On sites such as Conservative Home hitherto unknown candidates are put forward by a small but regular contingent of people who underestimate the challenge of unseating the incumbent.
But for the electoral deficit a weak Tory contender would cause the claims made for certain candidates would be as laughable as the recent magazine poll claiming David Cameron was setting the agenda in London.
This episode should serve as a stark warning as to the naivety of those beliefs. The time for debating the merits of an abolitionist candidate or which Kensington Councillor would make the better sacrificial lamb really has passed, the Tories need to bring out a big beast and do it soon.
I agree that Ken’s PR people are masters, they have to be to make him seem normal.
I’ve noticed that Roger Evans has written a strong rebuttal here:
http://conservativehome.blogs.com/londonmayor/2006/12/roger_evans_am_.html
http://commentisfree.guardian.co.uk/roger_evans/2006/12/on_the_buses_a_reply_to_ken.html
Quite amusingly you’re being accused of being a Tory. :D
Alex,
It’s not the first time we’ve been accused of being Tories.
During the Bromley by-election our questioning of the LibDem’s comments over Bob Neill’s ‘three jobs’ when at least two of their Assembly Members have second jobs led to one senior LibDem suggesting we needed their help in achieving “greater accuracy and balance”.

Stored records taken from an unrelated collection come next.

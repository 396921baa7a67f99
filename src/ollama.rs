use log::debug;
use serde::{Deserialize, Serialize};
use url::Url;

use crate::error::{BotError, Result};
use crate::types::{MessageRole, Turn};

const CHAT_ENDPOINT: &str = "api/chat";

/// Text generation backend used by the chatbot.
pub trait ChatModel: Send + Sync {
    /// Generate the next assistant turn for the ordered history.
    ///
    /// `Ok(None)` means the model answered without any content.
    fn chat(&self, turns: &[Turn]) -> impl Future<Output = Result<Option<Turn>>> + Send;
}

#[derive(Debug, Serialize)]
struct ChatRequest<'a> {
    model: &'a str,
    messages: Vec<ChatMessage<'a>>,
    stream: bool,
}

#[derive(Debug, Serialize)]
struct ChatMessage<'a> {
    role: MessageRole,
    content: &'a str,
}

#[derive(Debug, Deserialize)]
struct ChatResponse {
    message: Option<ResponseMessage>,
}

#[derive(Debug, Deserialize)]
struct ResponseMessage {
    content: Option<String>,
}

pub struct OllamaClient {
    client: reqwest::Client,
    endpoint: Url,
    model: String,
    system_prompt: Option<String>,
}

impl OllamaClient {
    /// Build a client for the Ollama server at `base_url`.
    ///
    /// # Errors
    ///
    /// Returns an error if `base_url` is not a valid URL.
    pub fn new(base_url: &str, model: String, system_prompt: Option<String>) -> Result<Self> {
        let mut base = Url::parse(base_url)?;
        if !base.path().ends_with('/') {
            let path = format!("{}/", base.path());
            base.set_path(&path);
        }

        Ok(Self {
            client: reqwest::Client::new(),
            endpoint: base.join(CHAT_ENDPOINT)?,
            model,
            system_prompt,
        })
    }

    fn build_request<'a>(&'a self, turns: &'a [Turn]) -> ChatRequest<'a> {
        let system = self.system_prompt.as_deref().map(|prompt| ChatMessage {
            role: MessageRole::System,
            content: prompt,
        });
        let messages = system
            .into_iter()
            .chain(turns.iter().map(|turn| ChatMessage {
                role: turn.role,
                content: &turn.text,
            }))
            .collect();

        ChatRequest {
            model: &self.model,
            messages,
            stream: false,
        }
    }
}

/// Map a decoded response body to an assistant turn, if it carries any text.
fn into_turn(response: ChatResponse) -> Option<Turn> {
    let message = response.message?;
    let text = message.content.filter(|content| !content.trim().is_empty())?;
    Some(Turn::assistant(text))
}

impl ChatModel for OllamaClient {
    async fn chat(&self, turns: &[Turn]) -> Result<Option<Turn>> {
        debug!(
            "Sending request to Ollama model {} with {} messages",
            self.model,
            turns.len()
        );

        let response = self
            .client
            .post(self.endpoint.clone())
            .json(&self.build_request(turns))
            .send()
            .await?;

        if !response.status().is_success() {
            let status = response.status();
            let message = response
                .text()
                .await
                .unwrap_or_else(|e| format!("Failed to read error response: {e}"));
            return Err(BotError::OllamaApi { status, message });
        }

        let body = response.text().await?;
        let decoded: ChatResponse = serde_json::from_str(&body)
            .map_err(|e| BotError::OllamaResponse(format!("undecodable body: {e}")))?;

        debug!("Received response from Ollama API");
        Ok(into_turn(decoded))
    }
}

#[cfg(test)]
mod tests {
    use super::*;

    fn client(system_prompt: Option<&str>) -> Result<OllamaClient> {
        OllamaClient::new(
            "http://localhost:11434",
            "phi3".to_string(),
            system_prompt.map(str::to_string),
        )
    }

    #[test]
    fn endpoint_joins_chat_path() -> Result<()> {
        assert_eq!(
            client(None)?.endpoint.as_str(),
            "http://localhost:11434/api/chat"
        );
        let prefixed = OllamaClient::new("http://gpu-box:8080/ollama", "phi3".to_string(), None)?;
        assert_eq!(prefixed.endpoint.as_str(), "http://gpu-box:8080/ollama/api/chat");
        Ok(())
    }

    #[test]
    fn invalid_base_url_is_rejected() {
        assert!(matches!(
            OllamaClient::new("not a url", "phi3".to_string(), None),
            Err(BotError::Url(_))
        ));
    }

    #[test]
    fn request_carries_model_and_history() -> Result<()> {
        let client = client(None)?;
        let turns = [Turn::user("hello"), Turn::assistant("hi")];
        let json = serde_json::to_value(client.build_request(&turns))
            .map_err(|e| BotError::OllamaResponse(e.to_string()))?;

        assert_eq!(
            json,
            serde_json::json!({
                "model": "phi3",
                "messages": [
                    {"role": "user", "content": "hello"},
                    {"role": "assistant", "content": "hi"},
                ],
                "stream": false,
            })
        );
        Ok(())
    }

    #[test]
    fn system_prompt_leads_the_request() -> Result<()> {
        let client = client(Some("Be brief."))?;
        let turns = [Turn::user("hello")];
        let request = client.build_request(&turns);

        assert_eq!(request.messages.len(), 2);
        assert_eq!(request.messages[0].role, MessageRole::System);
        assert_eq!(request.messages[0].content, "Be brief.");
        Ok(())
    }

    #[test]
    fn response_with_content_becomes_assistant_turn() -> serde_json::Result<()> {
        let response: ChatResponse = serde_json::from_str(
            r#"{"model":"phi3","message":{"role":"assistant","content":"hi"},"done":true}"#,
        )?;
        assert_eq!(into_turn(response), Some(Turn::assistant("hi")));
        Ok(())
    }

    #[test]
    fn missing_or_empty_content_yields_nothing() -> serde_json::Result<()> {
        let absent: ChatResponse = serde_json::from_str(r#"{"done":true}"#)?;
        assert_eq!(into_turn(absent), None);

        let empty: ChatResponse =
            serde_json::from_str(r#"{"message":{"role":"assistant","content":"  "}}"#)?;
        assert_eq!(into_turn(empty), None);
        Ok(())
    }
}
use thiserror::Error;

/// Notice sent when the inference endpoint cannot produce a reply.
pub const GENERIC_FAILURE_NOTICE: &str = "An error occurred while processing your request.";

/// Notice sent when the inference endpoint answers without any content.
pub const EMPTY_RESPONSE_NOTICE: &str = "No suitable message was returned from the model.";

#[derive(Error, Debug)]
pub enum BotError {
    #[error("Serenity error: {0}")]
    Serenity(Box<poise::serenity_prelude::Error>),

    #[error("Configuration error: {0}")]
    Config(String),

    #[error("Environment variable error: {0}")]
    EnvVar(#[from] std::env::VarError),

    #[error("Invalid URL: {0}")]
    Url(#[from] url::ParseError),

    #[error("Database error: {0}")]
    Database(#[from] sqlx::Error),

    #[error("Ollama API error ({status}): {message}")]
    OllamaApi {
        status: reqwest::StatusCode,
        message: String,
    },

    #[error("Ollama response error: {0}")]
    OllamaResponse(String),

    #[error("HTTP request error: {0}")]
    Reqwest(#[from] reqwest::Error),

    #[error("Model returned an empty response")]
    EmptyResponse,

    #[error("Message {0} could not be found")]
    MessageNotFound(u64),

    #[error("Unknown message role: {0}")]
    UnknownRole(String),
}

impl From<poise::serenity_prelude::Error> for BotError {
    fn from(err: poise::serenity_prelude::Error) -> Self {
        BotError::Serenity(Box::new(err))
    }
}

impl BotError {
    /// Returns the notice shown to the user when handling their message failed.
    #[must_use]
    pub fn user_message(&self) -> &'static str {
        match self {
            BotError::EmptyResponse => EMPTY_RESPONSE_NOTICE,
            _ => GENERIC_FAILURE_NOTICE,
        }
    }
}

pub type Result<T> = std::result::Result<T, BotError>;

The implication in the rest of their email was that our comments were skewed by an non-existant affiliation with the Tories.
In the case of the comment on CiF the person posting it seems to be simply misunderstanding our motives in calling for a strong candidate which is simply a belief that the public deserve a real choice between the current Mayor and another credible contender.
Not because we think the Mayor has done a bad job but simply because all post holders should face a realistic challenge in order to secure a real mandate for the policies.
Ken had serious competition in 2000 and 2004, the campaigns and debates were all the better for it. Sadly it seems that unless you have an obvious party affiliation people will simply foist one on you.